Secondly, auction houses have their own developed clientele. They have regular customers who frequent their auctions looking for a particular class of pre-loved goods. For example, a collector of World War II memorabilia will attend an auction house that specialises in this; whereas a lover of fine china will attend a different auction house that often sells such goods. If you have goods that may fall into a particular category, it is worthwhile finding an auction house whose customers will want your goods. In addition, differing auction houses stage their auctions on different cycles to accommodate their customer base both as to appetite and value. Therefore, it is important to understand these features when approaching an auction house.
Thirdly, the charges imposed by auction houses vary widely. The fees charged can include handling fees, listing fees, heavy lifting fees, recharge fees, and commissions. These will all vary depending on the goods and the volume of goods being sold, as well as the time of year and volume of goods being dealt with.
Fourth, the auction house schedules for consignment of goods will vary, again depending on schedules for auctions and storage capacity for the auction houses. These are all factors which can impact on the cost of sale, and obviously on the net proceeds to the vendor.
Fifth, another important factor to consider is the marketing approach of each auction house. Online selling has become more important in our digital world. Online selling makes goods more accessible and available to a wider audience. Some auction houses have interactive online bidding, online categories are prepared to invest in online promotion and marketing. All these factors are important in considering realisation for your goods. Have a look at the auction house’s online system. If it is not up to scratch (or in some cases non-existent!) then maybe consider different venues.
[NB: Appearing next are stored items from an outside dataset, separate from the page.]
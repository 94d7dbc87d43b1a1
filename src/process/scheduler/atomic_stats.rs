/*!
 * Lock-Free Scheduler Statistics
 * Atomic counters updated from scheduling paths without taking the table lock
 */

use super::stats::SchedulerStats;
use crate::core::types::Tick;
use crate::process::types::SchedulingPolicy;
use std::sync::atomic::{AtomicU64, Ordering};

/// Atomic scheduler counters
///
/// Relaxed ordering throughout; snapshots are advisory.
#[derive(Debug, Default)]
pub struct AtomicSchedulerStats {
    admitted: AtomicU64,
    selected: AtomicU64,
    batches: AtomicU64,
    dispatches: AtomicU64,
    completed: AtomicU64,
}

impl AtomicSchedulerStats {
    pub fn new() -> Self {
        Self::default()
    }

    #[inline(always)]
    pub fn inc_admitted(&self) {
        self.admitted.fetch_add(1, Ordering::Relaxed);
    }

    #[inline(always)]
    pub fn inc_selected(&self) {
        self.selected.fetch_add(1, Ordering::Relaxed);
    }

    #[inline(always)]
    pub fn inc_batches(&self) {
        self.batches.fetch_add(1, Ordering::Relaxed);
    }

    #[inline]
    pub fn add_dispatches(&self, n: u64) {
        self.dispatches.fetch_add(n, Ordering::Relaxed);
    }

    #[inline]
    pub fn add_completed(&self, n: u64) {
        self.completed.fetch_add(n, Ordering::Relaxed);
    }

    /// Read every counter into a plain snapshot
    pub fn snapshot(&self, policy: SchedulingPolicy, quantum: Tick, queued: usize) -> SchedulerStats {
        SchedulerStats {
            policy,
            quantum,
            admitted: self.admitted.load(Ordering::Relaxed),
            selected: self.selected.load(Ordering::Relaxed),
            batches: self.batches.load(Ordering::Relaxed),
            dispatches: self.dispatches.load(Ordering::Relaxed),
            completed: self.completed.load(Ordering::Relaxed),
            queued,
        }
    }
}
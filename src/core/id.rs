/*!
 * ID Generation and Logical Time
 * Explicit, injectable counters for process ids and the simulation clock
 */

use super::types::{Pid, Tick};
use std::sync::atomic::{AtomicU32, AtomicU64, Ordering};
use std::sync::Arc;

// ============================================================================
// Process ID Generator
// ============================================================================

/// Monotonic process id generator
///
/// Owned by (or injected into) a scheduler rather than living in a global, so
/// independent schedulers hand out independent id sequences. Clones share the
/// same counter.
#[derive(Debug)]
pub struct PidGenerator {
    counter: Arc<AtomicU32>,
}

impl PidGenerator {
    /// Create new generator starting at given value
    #[inline]
    pub fn new(start: Pid) -> Self {
        Self {
            counter: Arc::new(AtomicU32::new(start)),
        }
    }

    /// Next unique id (lock-free, safe across threads)
    #[inline]
    pub fn next(&self) -> Pid {
        self.counter.fetch_add(1, Ordering::SeqCst)
    }

    /// Id the next call to `next` would return
    #[inline]
    pub fn peek(&self) -> Pid {
        self.counter.load(Ordering::SeqCst)
    }
}

impl Default for PidGenerator {
    fn default() -> Self {
        Self::new(1)
    }
}

impl Clone for PidGenerator {
    fn clone(&self) -> Self {
        Self {
            counter: Arc::clone(&self.counter),
        }
    }
}

// ============================================================================
// Logical Clock
// ============================================================================

/// Shared, monotonically increasing logical clock
///
/// Stands in for both arrival order and simulated elapsed time. The clock
/// only ever moves forward.
#[derive(Debug, Default)]
pub struct LogicalClock {
    now: Arc<AtomicU64>,
}

impl LogicalClock {
    pub fn new(start: Tick) -> Self {
        Self {
            now: Arc::new(AtomicU64::new(start)),
        }
    }

    /// Current time
    #[inline]
    pub fn now(&self) -> Tick {
        self.now.load(Ordering::SeqCst)
    }

    /// Read the current time, then move the clock one unit forward
    #[inline]
    pub fn tick(&self) -> Tick {
        self.now.fetch_add(1, Ordering::SeqCst)
    }

    /// Advance by `units` and return the new time
    #[inline]
    pub fn advance(&self, units: Tick) -> Tick {
        self.now.fetch_add(units, Ordering::SeqCst) + units
    }
}

impl Clone for LogicalClock {
    fn clone(&self) -> Self {
        Self {
            now: Arc::clone(&self.now),
        }
    }
}
/*!
 * Structured Tracing
 * Subscriber setup and stage spans for simulation runs
 *
 * Features:
 * - Run IDs for correlating every event of one simulation
 * - JSON-formatted logs for structured parsing
 * - Timed stage spans with recorded outcomes
 */

use std::time::Instant;
use tracing::{debug, span, Level, Span};
use tracing_subscriber::{
    fmt::format::FmtSpan, layer::SubscriberExt, util::SubscriberInitExt, EnvFilter,
};
use uuid::Uuid;

/// Initialize structured tracing
///
/// `RUST_LOG` sets the filter (default: info). Returns false when a global
/// subscriber was already installed.
pub fn init_tracing(json: bool) -> bool {
    let env_filter = EnvFilter::try_from_default_env().unwrap_or_else(|_| EnvFilter::new("info"));
    let registry = tracing_subscriber::registry().with(env_filter);

    let installed = if json {
        registry
            .with(
                tracing_subscriber::fmt::layer()
                    .json()
                    .with_target(true)
                    .with_thread_names(true)
                    .with_current_span(true)
                    .with_span_list(true)
                    .with_span_events(FmtSpan::CLOSE),
            )
            .try_init()
            .is_ok()
    } else {
        registry
            .with(
                tracing_subscriber::fmt::layer()
                    .with_target(false)
                    .with_thread_names(true)
                    .with_span_events(FmtSpan::CLOSE)
                    .compact(),
            )
            .try_init()
            .is_ok()
    };

    if installed {
        debug!(json, "Structured tracing initialized");
    }
    installed
}

/// Generate a unique run ID for event correlation
pub fn generate_run_id() -> String {
    Uuid::new_v4().to_string()
}

/// Timed span covering one stage of a simulation run
pub struct StageSpan {
    span: Span,
    start: Instant,
}

impl StageSpan {
    pub fn new(stage: &'static str, run_id: &str) -> Self {
        let span = span!(
            Level::INFO,
            "stage",
            stage,
            run_id = %run_id,
            duration_us = tracing::field::Empty,
            items = tracing::field::Empty,
            result = tracing::field::Empty,
        );
        Self {
            span,
            start: Instant::now(),
        }
    }

    pub fn record_items(&self, count: usize) {
        self.span.record("items", count);
    }

    pub fn record_result(&self, success: bool) {
        self.span
            .record("result", if success { "success" } else { "error" });
    }

    pub fn enter(&self) -> tracing::span::Entered<'_> {
        self.span.enter()
    }
}

impl Drop for StageSpan {
    fn drop(&mut self) {
        let elapsed = self.start.elapsed();
        self.span.record("duration_us", elapsed.as_micros() as u64);
    }
}

/// Create a stage span
#[inline]
pub fn span_stage(stage: &'static str, run_id: &str) -> StageSpan {
    StageSpan::new(stage, run_id)
}
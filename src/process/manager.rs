/*!
 * Process Management
 * Facade tying the scheduler and resource manager together
 */

use super::mailbox::Inbox;
use super::manager_builder::ProcessManagerBuilder;
use super::record::ProcessRecord;
use super::scheduler::{BatchReport, Scheduler};
use super::types::{ProcessState, SchedulingPolicy, StateAction, TerminationCause};
use crate::core::errors::{ProcessError, ProcessResult};
use crate::core::types::{MemoryUnits, Pid, Priority, Tick};
use crate::resources::{ReleaseReport, ResourceManager, ResourceSnapshot};
use serde::Serialize;
use tracing::{info, warn};

/// Outcome of creating a process together with its memory request
#[derive(Debug, Clone, Copy, PartialEq, Eq, Serialize)]
pub struct Admission {
    pub pid: Pid,
    pub granted: bool,
}

/// Process manager
///
/// Every mutation refreshes the ready structure before returning.
#[derive(Debug, Clone)]
pub struct ProcessManager {
    scheduler: Scheduler,
    resources: ResourceManager,
}

impl ProcessManager {
    /// FCFS scheduler and the default memory pool
    pub fn new() -> Self {
        Self::builder().build()
    }

    pub fn builder() -> ProcessManagerBuilder {
        ProcessManagerBuilder::new()
    }

    pub(super) fn from_parts(scheduler: Scheduler, resources: ResourceManager) -> Self {
        Self {
            scheduler,
            resources,
        }
    }

    pub fn scheduler(&self) -> &Scheduler {
        &self.scheduler
    }

    pub fn resources(&self) -> &ResourceManager {
        &self.resources
    }

    pub fn policy(&self) -> SchedulingPolicy {
        self.scheduler.policy()
    }

    pub fn create_process(&self, priority: Priority, burst: Tick) -> Pid {
        self.scheduler.create_process(priority, burst)
    }

    /// Create a process and immediately request `memory` for it
    pub fn create_with_memory(
        &self,
        priority: Priority,
        burst: Tick,
        memory: MemoryUnits,
    ) -> ProcessResult<Admission> {
        let pid = self.create_process(priority, burst);
        let granted = self.request(pid, memory)?;
        Ok(Admission { pid, granted })
    }

    /// Request the CPU plus `memory` units for `pid`
    pub fn request(&self, pid: Pid, memory: MemoryUnits) -> ProcessResult<bool> {
        let granted = self.scheduler.with_table_mut(|table| -> ProcessResult<bool> {
            let process = table.lookup_mut(pid)?;
            self.resources.request(process, memory)
        })?;
        self.scheduler.refresh();
        Ok(granted)
    }

    /// Release everything `pid` holds
    pub fn release(&self, pid: Pid) -> ProcessResult<ReleaseReport> {
        let report = self
            .scheduler
            .with_table_mut(|table| self.resources.release(pid, table))?;
        self.scheduler.refresh();
        Ok(report)
    }

    pub fn suspend(&self, pid: Pid) -> ProcessResult<()> {
        self.transition(pid, ProcessRecord::suspend)?;
        info!(pid, "Process suspended");
        Ok(())
    }

    pub fn resume(&self, pid: Pid) -> ProcessResult<()> {
        self.transition(pid, ProcessRecord::resume)?;
        info!(pid, "Process resumed");
        Ok(())
    }

    /// Suspend a ready process or resume a suspended one, returning the new state
    pub fn toggle_suspend(&self, pid: Pid) -> ProcessResult<ProcessState> {
        let state = self
            .scheduler
            .get_process(pid)
            .ok_or(ProcessError::NotFound(pid))?
            .state();
        match state {
            ProcessState::Suspended => self.resume(pid)?,
            _ => self.suspend(pid)?,
        }
        Ok(if state == ProcessState::Suspended {
            ProcessState::Ready
        } else {
            ProcessState::Suspended
        })
    }

    /// Terminate at the user's request, returning whatever it held to the pool
    pub fn terminate(&self, pid: Pid) -> ProcessResult<ReleaseReport> {
        let report = self.scheduler.with_table_mut(|table| -> ProcessResult<ReleaseReport> {
            let process = table.lookup_mut(pid)?;
            if process.is_terminated() {
                return Err(ProcessError::InvalidTransition {
                    pid,
                    from: process.state(),
                    action: StateAction::Terminate,
                });
            }
            self.resources.withdraw(pid);
            let report = self.resources.release(pid, table)?;
            table.lookup_mut(pid)?.terminate(TerminationCause::UserRequested)?;
            Ok(report)
        })?;
        self.scheduler.refresh();
        info!(pid, freed_memory = report.freed_memory, "Process terminated by user");
        Ok(report)
    }

    /// Deliver a message; the sender need not exist
    pub fn send(&self, from: Pid, to: Pid, content: impl Into<String>) -> ProcessResult<()> {
        self.scheduler
            .with_table_mut(|table| table.send(from, to, content))
    }

    /// Take every pending message for `pid`
    pub fn drain_messages(&self, pid: Pid) -> ProcessResult<Inbox> {
        self.scheduler
            .with_table_mut(|table| -> ProcessResult<Inbox> {
                let inbox = table.lookup_mut(pid)?.mailbox_mut().drain_all();
                info!(pid, senders = inbox.len(), "Mailbox drained");
                Ok(inbox)
            })
    }

    /// Run a batch, then return resources held by processes that finished
    pub fn run_batch(&self) -> BatchReport {
        let report = self.scheduler.run_batch();
        for pid in report.completed_pids() {
            match self.release(pid) {
                Ok(release) if !release.is_noop() => {
                    info!(pid, unblocked = ?release.unblocked, "Released resources of finished process");
                }
                Ok(_) => {}
                Err(err) => warn!(pid, %err, "Release after completion failed"),
            }
        }
        report
    }

    pub fn select_next(&self) -> Option<ProcessRecord> {
        self.scheduler.select_next()
    }

    pub fn get_process(&self, pid: Pid) -> Option<ProcessRecord> {
        self.scheduler.get_process(pid)
    }

    pub fn processes(&self) -> Vec<ProcessRecord> {
        self.scheduler.processes()
    }

    pub fn blocked_processes(&self) -> Vec<ProcessRecord> {
        self.scheduler
            .with_table(|table| table.iter().filter(|p| p.is_blocked()).cloned().collect())
    }

    pub fn ready_queue(&self) -> Vec<Pid> {
        self.scheduler.ready_queue()
    }

    pub fn resource_snapshot(&self) -> ResourceSnapshot {
        self.resources.snapshot()
    }

    fn transition(
        &self,
        pid: Pid,
        apply: impl FnOnce(&mut ProcessRecord) -> ProcessResult<()>,
    ) -> ProcessResult<()> {
        self.scheduler
            .with_table_mut(|table| -> ProcessResult<()> { apply(table.lookup_mut(pid)?) })?;
        self.scheduler.refresh();
        Ok(())
    }
}

impl Default for ProcessManager {
    fn default() -> Self {
        Self::new()
    }
}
Finally: the challenge of logistics and what to do if the goods do not sell. Inevitably, the goods being sold and presented for sale need to be transported to the auction houses. How you get the goods there will vary depending on size and volume. If it fits in the backseat of your car, you are laughing! But if you require a van, or a truck, or several trucks you may have to hire someone to move it or rent a truck yourself which will obviously lower the overall proceeds you receive. Also, each auction house has different procedures regarding goods that do not sell. Some may require you to come and pick them back up if they fail to sell (which may mean another truck hire!) Other auction houses may attend to tipping or donation of unsold goods, so it is important to consider this when choosing who you will sell with.
These are just some of the myriad issues which are important to consider when determining the best process to adopt in ensuring a value-realisation solution.